= Württemberger Hymne =

Regional song of Württemberg, Germany

The Württemberger Hymne or Württemberg Anthem is a Regionalhymne or regional song, for the German state of Württemberg.

The music for the song was composed for the Kingdom of Württemberg (1806–1918) by Peter Joseph von Lindpaintner.
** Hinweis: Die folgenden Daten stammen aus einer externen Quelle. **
//! Command execution.

use std::fs::File;
use std::io::{self, BufWriter, Read, Write};

use anyhow::{Context, Result};
use tracing::{Level, debug};

use crate::observer::TracingObserver;
use crate::parser::{CsvParser, ParseResult};

use super::Args;

/// Runs the converter with parsed arguments.
///
/// The output file is only created once the whole input has parsed, so a
/// failed run leaves it untouched. This also makes `-o` safe to point at the
/// input file.
///
/// # Errors
///
/// Any parse failure, or failing to open the input or write the output.
pub fn run(args: &Args) -> Result<()> {
    if args.verbose {
        setup_logging()?;
    }

    let result = match args.input_path() {
        Some(path) => {
            let file = File::open(path)
                .with_context(|| format!("failed to open {}", path.display()))?;
            parse_input(args, file)?
        }
        None => parse_input(args, io::stdin().lock())?,
    };

    match &args.output {
        Some(path) => {
            let file = File::create(path)
                .with_context(|| format!("failed to create {}", path.display()))?;
            write_rows(args, &result, BufWriter::new(file))?;
        }
        None => write_rows(args, &result, BufWriter::new(io::stdout().lock()))?,
    }

    debug!(rows = result.count, "done");
    Ok(())
}

/// Parses everything from `reader` and writes the rows to `writer` as a JSON
/// array followed by a newline. Returns the number of rows written.
///
/// Nothing is written when the input fails to parse.
///
/// # Errors
///
/// Any parse error, or failing to write the output.
pub fn convert<R: Read, W: Write>(args: &Args, reader: R, writer: W) -> Result<usize> {
    let result = parse_input(args, reader)?;
    write_rows(args, &result, writer)?;
    Ok(result.count)
}

fn parse_input<R: Read>(args: &Args, reader: R) -> Result<ParseResult> {
    let mut parser = CsvParser::new(args.parser_config()?)?;
    if args.verbose {
        parser = parser.with_observer(TracingObserver);
    }

    parser.feed_reader(reader)?;
    Ok(parser.finalize()?)
}

fn write_rows<W: Write>(args: &Args, result: &ParseResult, mut writer: W) -> Result<()> {
    if args.is_pretty() {
        serde_json::to_writer_pretty(&mut writer, &result.rows)?;
    } else {
        serde_json::to_writer(&mut writer, &result.rows)?;
    }
    writeln!(writer)?;
    writer.flush().context("failed to write output")
}

/// Installs a stderr fmt subscriber at debug level.
fn setup_logging() -> Result<()> {
    tracing_subscriber::fmt()
        .with_max_level(Level::DEBUG)
        .with_target(false)
        .with_writer(io::stderr)
        .try_init()
        .map_err(|e| anyhow::anyhow!("failed to install logger: {e}"))
}
//! Error types for csvrows.

use thiserror::Error;

/// Errors that can occur while configuring or running a parse.
///
/// Every variant is fatal: once a parser has returned an error it yields no
/// partial result and refuses further input.
#[derive(Debug, Error)]
pub enum CsvError {
    /// A data record did not have as many fields as the header row.
    #[error("malformed row {row}: expected {expected} fields, found {actual}")]
    MalformedRow {
        /// 1-based index of the data row (the header row is not counted).
        row: u64,
        /// Number of columns in the header row.
        expected: usize,
        /// Number of fields in the offending record.
        actual: usize,
    },

    /// The input ended inside a quoted field.
    #[error("unclosed quote: input ended inside a quoted field")]
    UnclosedQuote,

    /// The input produced no header row at all.
    #[error("empty input: no header row found")]
    EmptyInput,

    /// The header row names the same column twice and duplicates are rejected.
    #[error("duplicate header {name:?} in column {column}")]
    DuplicateHeader {
        /// The repeated header name.
        name: String,
        /// 1-based column of the second occurrence.
        column: usize,
    },

    /// Invalid configuration parameter.
    #[error("invalid config: {message}")]
    InvalidConfig {
        /// Description of what was invalid.
        message: &'static str,
    },

    /// Input was pushed into a parser that already finished or failed.
    #[error("parser already finished")]
    AlreadyFinished,

    /// An I/O error occurred while reading input data.
    #[error("io error: {0}")]
    Io(#[from] std::io::Error),
}

impl CsvError {
    /// Returns `true` when the error was caused by the input itself
    /// (or by the options chosen for it) rather than by the environment.
    pub fn is_input_error(&self) -> bool {
        !matches!(self, CsvError::Io(_) | CsvError::AlreadyFinished)
    }
}

#[cfg(test)]
mod tests {
    use super::*;

    #[test]
    fn test_io_error_conversion() {
        let io_err = std::io::Error::new(std::io::ErrorKind::NotFound, "test");
        let err: CsvError = io_err.into();
        assert!(matches!(err, CsvError::Io(_)));
        assert!(!err.is_input_error());
    }

    #[test]
    fn test_malformed_row_display() {
        let err = CsvError::MalformedRow {
            row: 1,
            expected: 2,
            actual: 1,
        };
        assert_eq!(
            err.to_string(),
            "malformed row 1: expected 2 fields, found 1"
        );
        assert!(err.is_input_error());
    }

    #[test]
    fn test_display() {
        assert!(CsvError::UnclosedQuote.to_string().contains("unclosed quote"));
        assert!(CsvError::EmptyInput.to_string().contains("no header row"));
        let err = CsvError::InvalidConfig {
            message: "delimiter must be exactly one character",
        };
        assert!(err.to_string().starts_with("invalid config"));
    }
}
The lyrics begin, "Von dir, o Vaterland, zu singen / Muß wahrer Liebe wohl gelingen."

== Lyrics ==

Von Dir o Vaterland zu singen

muß wahrer Liebe wohl gelingen

da dich des Himmels Güte hält

mein Württemberg, du, das seit lange

gefeiert und mit gutem Klange

genannt bist in der weiten Welt

Du sendest aus der Kinder viele

an nahem wie an fernem Ziele

stellt sich der Württemberger ein

Er trägt,  wo irgend Menschen wohnen

sein Heimatland nach allen Zonen

und draußen denkt ergiebig sein

Und deine holden Töchter leben

daheim in frommer Zucht und streben

das Heil und Glück im Hause sei

auch dessen Stütz´ und Schmuck zu werden

O sagt,  welch anderes Land auf Erden

hat eine Burg die Weibertreu

Dein Volk liebt Freiheit, Lust und Frieden

doch ist das Kriegslos ihm beschieden

so übt es kühn des Kriegers Pflicht

und seine Denker, seine Weisen

hört man von 1000 Zungen preisen

und wer kennt Schwabens Sänger nicht?

Land, das man lieben muss und loben

noch bis zur stets beschirmt von oben

und dein Gedeihen ist Gottes Werk

Drum hebe dich du Wunderblume

empor zu immer neuem Ruhme

und allzeit: Hie gut Württemberg!

oder

So hebe dich du Wunderblume

empor zu immer neuem Ruhme

denn dein Gedeihen ist Gottes Werk

Land, das man lieben muss und loben

noch bis zur stets beschirmt von oben

drum allweg: Hie gut Württemberg!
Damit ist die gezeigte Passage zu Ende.